Below are entries. Copy exactly the lines running from the line that holds "filename ledger-sqlite/src/impl.rs" to the line that holds "filename ledger-sqlite/src/impl/identity.rs", with both ends included.

———

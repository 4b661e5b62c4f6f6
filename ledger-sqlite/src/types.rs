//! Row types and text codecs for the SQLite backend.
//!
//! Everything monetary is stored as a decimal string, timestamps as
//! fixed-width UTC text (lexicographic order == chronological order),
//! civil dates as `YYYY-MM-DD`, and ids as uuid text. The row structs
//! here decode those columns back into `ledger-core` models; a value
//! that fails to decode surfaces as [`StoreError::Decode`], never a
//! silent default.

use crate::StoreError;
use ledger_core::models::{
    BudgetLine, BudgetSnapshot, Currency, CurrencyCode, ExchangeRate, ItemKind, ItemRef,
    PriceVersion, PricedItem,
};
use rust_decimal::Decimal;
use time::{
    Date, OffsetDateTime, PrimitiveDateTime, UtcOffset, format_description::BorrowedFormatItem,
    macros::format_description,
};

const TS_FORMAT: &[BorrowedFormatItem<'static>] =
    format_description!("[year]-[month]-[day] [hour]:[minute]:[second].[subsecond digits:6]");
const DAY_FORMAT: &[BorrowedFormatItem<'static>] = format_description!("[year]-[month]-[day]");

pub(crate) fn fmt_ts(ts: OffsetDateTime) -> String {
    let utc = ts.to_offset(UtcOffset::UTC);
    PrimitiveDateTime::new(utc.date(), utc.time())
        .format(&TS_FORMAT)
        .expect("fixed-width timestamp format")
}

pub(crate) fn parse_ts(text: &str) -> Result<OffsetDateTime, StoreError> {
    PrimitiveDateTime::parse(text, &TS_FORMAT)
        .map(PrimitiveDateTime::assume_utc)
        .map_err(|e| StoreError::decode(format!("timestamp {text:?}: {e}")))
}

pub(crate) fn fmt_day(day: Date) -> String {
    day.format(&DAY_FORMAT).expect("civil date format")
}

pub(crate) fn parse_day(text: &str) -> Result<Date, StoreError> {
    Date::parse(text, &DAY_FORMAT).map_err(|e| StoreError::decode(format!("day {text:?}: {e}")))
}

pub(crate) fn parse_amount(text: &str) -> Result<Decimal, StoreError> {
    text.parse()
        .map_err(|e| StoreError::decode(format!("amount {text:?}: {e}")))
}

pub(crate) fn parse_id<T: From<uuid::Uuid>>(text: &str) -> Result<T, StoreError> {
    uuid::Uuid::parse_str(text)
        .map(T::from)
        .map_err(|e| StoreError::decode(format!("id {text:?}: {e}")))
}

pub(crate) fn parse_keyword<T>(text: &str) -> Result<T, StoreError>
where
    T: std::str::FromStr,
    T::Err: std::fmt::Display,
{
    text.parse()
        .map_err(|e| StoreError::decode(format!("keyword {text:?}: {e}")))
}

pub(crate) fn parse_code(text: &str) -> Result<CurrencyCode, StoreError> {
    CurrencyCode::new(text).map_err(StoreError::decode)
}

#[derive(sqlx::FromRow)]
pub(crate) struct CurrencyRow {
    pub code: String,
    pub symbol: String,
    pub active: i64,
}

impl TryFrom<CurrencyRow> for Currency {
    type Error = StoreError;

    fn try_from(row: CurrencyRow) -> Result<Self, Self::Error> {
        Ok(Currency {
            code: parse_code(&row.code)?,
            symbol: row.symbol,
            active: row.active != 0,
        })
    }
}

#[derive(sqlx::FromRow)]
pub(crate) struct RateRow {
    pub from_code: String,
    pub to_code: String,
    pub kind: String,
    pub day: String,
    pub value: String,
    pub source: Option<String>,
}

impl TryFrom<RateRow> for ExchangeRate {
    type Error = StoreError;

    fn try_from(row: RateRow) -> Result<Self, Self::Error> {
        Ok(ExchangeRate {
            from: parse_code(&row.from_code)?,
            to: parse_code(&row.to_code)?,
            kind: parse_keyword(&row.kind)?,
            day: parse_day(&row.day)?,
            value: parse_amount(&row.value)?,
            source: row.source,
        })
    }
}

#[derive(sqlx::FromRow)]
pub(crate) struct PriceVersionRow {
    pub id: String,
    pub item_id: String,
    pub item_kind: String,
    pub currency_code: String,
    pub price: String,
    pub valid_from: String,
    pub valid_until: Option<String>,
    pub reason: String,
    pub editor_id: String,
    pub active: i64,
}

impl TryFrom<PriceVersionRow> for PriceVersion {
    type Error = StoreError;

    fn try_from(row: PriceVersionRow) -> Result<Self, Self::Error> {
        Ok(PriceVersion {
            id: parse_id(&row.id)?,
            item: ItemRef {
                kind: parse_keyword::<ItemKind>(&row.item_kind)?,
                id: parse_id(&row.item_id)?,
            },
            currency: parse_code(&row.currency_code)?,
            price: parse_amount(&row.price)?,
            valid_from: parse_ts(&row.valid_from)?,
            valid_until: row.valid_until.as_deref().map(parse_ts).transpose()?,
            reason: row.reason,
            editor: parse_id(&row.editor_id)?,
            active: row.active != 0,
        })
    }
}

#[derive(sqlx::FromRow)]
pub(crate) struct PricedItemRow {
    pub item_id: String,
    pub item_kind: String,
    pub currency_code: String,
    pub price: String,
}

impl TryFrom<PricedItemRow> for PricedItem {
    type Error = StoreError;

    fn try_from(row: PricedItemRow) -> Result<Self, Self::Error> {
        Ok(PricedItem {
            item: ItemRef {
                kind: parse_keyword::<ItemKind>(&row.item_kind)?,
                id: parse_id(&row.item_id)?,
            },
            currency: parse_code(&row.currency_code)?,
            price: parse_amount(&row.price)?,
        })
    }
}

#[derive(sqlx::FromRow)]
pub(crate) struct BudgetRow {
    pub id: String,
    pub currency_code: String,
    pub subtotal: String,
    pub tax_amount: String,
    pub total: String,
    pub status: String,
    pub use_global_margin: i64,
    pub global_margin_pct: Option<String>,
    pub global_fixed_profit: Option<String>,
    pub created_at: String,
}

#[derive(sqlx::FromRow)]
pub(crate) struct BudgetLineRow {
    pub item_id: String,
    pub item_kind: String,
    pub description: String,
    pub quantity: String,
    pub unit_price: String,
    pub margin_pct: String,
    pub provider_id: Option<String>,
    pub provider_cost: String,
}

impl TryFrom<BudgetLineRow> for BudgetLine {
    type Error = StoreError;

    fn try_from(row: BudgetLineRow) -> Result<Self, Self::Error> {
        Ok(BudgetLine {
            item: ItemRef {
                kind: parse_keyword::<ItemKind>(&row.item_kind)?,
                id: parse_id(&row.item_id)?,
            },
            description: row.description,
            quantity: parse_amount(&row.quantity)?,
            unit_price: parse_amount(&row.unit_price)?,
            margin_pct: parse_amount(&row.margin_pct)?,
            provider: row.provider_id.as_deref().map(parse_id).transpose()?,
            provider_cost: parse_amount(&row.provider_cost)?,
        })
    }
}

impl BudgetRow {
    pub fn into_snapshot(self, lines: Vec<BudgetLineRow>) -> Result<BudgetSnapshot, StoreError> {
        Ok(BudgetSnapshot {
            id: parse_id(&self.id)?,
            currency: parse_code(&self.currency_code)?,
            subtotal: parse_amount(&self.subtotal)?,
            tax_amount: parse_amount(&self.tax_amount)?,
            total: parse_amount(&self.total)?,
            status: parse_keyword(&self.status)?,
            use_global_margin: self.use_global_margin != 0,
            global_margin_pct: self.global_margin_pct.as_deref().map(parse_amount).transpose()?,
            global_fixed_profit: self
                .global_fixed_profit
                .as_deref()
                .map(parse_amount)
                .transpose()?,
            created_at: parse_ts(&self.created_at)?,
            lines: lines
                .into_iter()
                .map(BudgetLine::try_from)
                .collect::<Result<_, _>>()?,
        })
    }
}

———

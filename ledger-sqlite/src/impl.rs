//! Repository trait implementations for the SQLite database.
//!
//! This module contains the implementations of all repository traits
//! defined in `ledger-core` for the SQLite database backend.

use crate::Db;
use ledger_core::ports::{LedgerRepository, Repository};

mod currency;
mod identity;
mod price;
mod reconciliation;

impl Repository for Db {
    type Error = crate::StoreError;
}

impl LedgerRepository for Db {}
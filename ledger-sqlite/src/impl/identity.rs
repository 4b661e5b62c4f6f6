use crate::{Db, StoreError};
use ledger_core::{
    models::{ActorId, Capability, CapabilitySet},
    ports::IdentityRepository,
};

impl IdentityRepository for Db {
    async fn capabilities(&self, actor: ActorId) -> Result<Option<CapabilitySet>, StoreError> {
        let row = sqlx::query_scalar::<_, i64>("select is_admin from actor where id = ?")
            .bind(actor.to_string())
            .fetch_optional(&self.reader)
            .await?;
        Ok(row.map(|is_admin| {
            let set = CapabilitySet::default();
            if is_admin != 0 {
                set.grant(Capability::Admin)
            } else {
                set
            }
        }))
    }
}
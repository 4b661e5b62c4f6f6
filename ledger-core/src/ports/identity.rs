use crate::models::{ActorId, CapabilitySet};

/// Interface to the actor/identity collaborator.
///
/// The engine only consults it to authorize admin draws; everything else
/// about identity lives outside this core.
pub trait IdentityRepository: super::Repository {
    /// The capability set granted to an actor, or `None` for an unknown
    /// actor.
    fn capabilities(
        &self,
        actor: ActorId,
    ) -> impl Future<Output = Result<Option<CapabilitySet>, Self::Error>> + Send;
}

———

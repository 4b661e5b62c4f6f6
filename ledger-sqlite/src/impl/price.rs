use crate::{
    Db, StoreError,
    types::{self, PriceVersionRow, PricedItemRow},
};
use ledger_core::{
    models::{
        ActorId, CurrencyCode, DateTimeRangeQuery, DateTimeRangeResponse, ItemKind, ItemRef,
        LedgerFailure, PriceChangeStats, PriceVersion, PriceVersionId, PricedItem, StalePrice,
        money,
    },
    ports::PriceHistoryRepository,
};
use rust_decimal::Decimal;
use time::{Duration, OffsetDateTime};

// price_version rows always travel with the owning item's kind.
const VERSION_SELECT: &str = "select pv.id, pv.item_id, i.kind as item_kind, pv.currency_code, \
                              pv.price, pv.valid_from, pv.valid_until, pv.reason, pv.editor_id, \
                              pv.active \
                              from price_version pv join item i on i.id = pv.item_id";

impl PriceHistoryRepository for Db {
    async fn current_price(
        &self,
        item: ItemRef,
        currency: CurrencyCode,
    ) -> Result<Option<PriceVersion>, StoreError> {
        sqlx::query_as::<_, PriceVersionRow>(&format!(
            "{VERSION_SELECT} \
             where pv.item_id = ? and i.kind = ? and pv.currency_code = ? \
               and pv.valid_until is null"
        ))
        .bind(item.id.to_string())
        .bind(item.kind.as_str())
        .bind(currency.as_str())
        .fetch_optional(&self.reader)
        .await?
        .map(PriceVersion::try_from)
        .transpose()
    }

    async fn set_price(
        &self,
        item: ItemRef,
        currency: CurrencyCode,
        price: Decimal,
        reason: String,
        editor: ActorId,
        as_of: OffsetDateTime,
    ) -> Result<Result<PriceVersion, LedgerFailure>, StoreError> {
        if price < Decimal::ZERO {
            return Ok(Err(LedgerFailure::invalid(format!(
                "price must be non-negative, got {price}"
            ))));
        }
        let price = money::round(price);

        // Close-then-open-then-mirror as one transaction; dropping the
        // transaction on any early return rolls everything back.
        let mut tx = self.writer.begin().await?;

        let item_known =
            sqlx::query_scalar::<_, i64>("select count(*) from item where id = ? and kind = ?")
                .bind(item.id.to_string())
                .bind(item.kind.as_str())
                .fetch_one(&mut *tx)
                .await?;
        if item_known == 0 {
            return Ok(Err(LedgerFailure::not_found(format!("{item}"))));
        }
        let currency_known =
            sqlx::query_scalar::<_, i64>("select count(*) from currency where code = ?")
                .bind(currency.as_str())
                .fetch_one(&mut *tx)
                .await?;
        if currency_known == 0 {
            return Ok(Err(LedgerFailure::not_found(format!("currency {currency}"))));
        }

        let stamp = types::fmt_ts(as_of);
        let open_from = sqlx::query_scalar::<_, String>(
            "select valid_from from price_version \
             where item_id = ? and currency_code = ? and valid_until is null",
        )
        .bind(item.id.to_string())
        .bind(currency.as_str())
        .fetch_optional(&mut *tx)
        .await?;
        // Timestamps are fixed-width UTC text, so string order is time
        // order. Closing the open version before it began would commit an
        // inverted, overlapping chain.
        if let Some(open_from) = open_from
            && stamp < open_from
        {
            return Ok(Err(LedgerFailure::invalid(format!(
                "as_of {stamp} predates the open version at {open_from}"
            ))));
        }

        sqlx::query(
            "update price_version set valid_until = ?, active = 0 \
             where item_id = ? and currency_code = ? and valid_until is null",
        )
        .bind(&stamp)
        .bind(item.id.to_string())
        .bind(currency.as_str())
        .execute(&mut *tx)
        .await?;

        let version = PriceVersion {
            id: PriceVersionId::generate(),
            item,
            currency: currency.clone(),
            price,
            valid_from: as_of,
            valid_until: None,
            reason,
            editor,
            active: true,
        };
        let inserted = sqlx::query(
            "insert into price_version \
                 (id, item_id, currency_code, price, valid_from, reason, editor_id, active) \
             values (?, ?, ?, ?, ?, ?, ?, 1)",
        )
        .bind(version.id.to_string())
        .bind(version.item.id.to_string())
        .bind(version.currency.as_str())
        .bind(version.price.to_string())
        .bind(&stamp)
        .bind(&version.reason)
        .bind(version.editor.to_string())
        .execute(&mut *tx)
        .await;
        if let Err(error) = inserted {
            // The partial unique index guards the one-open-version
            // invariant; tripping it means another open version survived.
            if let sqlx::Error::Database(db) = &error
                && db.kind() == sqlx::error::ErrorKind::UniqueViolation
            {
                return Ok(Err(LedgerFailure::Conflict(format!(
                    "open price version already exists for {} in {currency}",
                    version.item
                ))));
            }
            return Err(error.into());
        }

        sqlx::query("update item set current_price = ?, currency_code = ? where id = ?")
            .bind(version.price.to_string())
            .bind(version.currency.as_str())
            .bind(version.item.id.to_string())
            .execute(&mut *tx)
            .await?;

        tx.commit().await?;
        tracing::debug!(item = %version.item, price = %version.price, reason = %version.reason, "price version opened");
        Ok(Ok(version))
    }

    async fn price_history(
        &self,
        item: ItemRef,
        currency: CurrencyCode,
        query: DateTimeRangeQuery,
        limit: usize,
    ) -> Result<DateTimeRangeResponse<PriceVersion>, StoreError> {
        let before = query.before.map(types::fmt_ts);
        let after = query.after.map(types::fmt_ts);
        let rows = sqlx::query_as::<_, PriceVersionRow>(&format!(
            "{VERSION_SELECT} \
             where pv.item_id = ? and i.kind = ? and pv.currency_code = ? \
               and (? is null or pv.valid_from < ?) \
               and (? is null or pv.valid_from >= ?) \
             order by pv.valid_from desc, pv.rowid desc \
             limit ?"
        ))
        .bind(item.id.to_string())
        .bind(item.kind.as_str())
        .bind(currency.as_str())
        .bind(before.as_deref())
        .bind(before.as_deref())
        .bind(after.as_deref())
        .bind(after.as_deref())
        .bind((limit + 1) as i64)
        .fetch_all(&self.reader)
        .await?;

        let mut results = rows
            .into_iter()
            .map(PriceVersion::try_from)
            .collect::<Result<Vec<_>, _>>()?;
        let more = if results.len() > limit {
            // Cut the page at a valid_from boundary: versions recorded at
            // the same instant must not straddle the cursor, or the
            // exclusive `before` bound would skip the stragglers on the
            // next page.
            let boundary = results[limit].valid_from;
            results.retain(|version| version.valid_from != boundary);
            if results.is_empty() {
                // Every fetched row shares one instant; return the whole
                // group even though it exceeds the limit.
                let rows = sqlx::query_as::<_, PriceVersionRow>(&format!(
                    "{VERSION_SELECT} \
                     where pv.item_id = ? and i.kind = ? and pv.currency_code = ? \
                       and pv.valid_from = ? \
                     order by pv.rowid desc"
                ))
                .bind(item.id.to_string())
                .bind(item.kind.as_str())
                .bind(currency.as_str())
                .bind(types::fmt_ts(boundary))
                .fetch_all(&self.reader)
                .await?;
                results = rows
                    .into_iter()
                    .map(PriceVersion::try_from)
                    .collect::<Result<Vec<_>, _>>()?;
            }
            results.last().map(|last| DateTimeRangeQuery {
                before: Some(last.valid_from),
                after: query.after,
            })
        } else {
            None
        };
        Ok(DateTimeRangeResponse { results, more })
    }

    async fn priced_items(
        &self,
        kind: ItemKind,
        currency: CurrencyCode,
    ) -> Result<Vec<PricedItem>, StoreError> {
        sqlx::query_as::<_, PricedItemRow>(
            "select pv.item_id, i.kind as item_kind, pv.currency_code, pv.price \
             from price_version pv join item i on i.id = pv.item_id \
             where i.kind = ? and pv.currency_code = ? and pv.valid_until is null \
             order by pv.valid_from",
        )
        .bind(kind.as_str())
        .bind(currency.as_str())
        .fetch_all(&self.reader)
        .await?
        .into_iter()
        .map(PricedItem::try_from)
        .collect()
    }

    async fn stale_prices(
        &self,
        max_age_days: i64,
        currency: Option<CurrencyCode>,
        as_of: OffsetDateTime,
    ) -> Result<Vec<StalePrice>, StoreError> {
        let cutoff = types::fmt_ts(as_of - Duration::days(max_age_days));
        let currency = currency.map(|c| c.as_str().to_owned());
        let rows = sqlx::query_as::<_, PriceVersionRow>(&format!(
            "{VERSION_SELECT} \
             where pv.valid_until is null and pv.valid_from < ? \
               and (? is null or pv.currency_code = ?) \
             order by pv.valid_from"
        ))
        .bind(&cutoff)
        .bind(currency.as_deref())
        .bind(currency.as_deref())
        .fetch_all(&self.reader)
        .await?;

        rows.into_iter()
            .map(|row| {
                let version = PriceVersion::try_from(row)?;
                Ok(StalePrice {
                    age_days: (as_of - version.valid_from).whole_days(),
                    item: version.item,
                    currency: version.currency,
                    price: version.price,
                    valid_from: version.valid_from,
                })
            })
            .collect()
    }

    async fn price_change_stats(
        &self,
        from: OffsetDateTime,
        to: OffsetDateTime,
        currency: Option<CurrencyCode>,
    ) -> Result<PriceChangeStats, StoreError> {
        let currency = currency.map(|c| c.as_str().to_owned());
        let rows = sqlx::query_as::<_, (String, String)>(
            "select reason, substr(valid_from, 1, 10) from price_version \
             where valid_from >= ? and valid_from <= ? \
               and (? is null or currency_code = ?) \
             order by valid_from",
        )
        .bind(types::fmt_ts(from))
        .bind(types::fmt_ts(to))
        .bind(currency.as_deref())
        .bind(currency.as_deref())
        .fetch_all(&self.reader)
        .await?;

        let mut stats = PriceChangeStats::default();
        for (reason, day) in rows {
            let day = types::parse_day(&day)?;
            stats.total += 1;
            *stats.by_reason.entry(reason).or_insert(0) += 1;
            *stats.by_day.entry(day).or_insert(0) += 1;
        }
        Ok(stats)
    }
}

———

| TASK ANSWER |
filename ledger-sqlite/src/impl.rs
//! Repository trait implementations for the SQLite database.
//!
//! This module contains the implementations of all repository traits
//! defined in `ledger-core` for the SQLite database backend.

use crate::Db;
use ledger_core::ports::{LedgerRepository, Repository};

mod currency;
mod identity;
mod price;
mod reconciliation;

impl Repository for Db {
    type Error = crate::StoreError;
}

impl LedgerRepository for Db {}
filename ledger-sqlite/src/impl/identity.rs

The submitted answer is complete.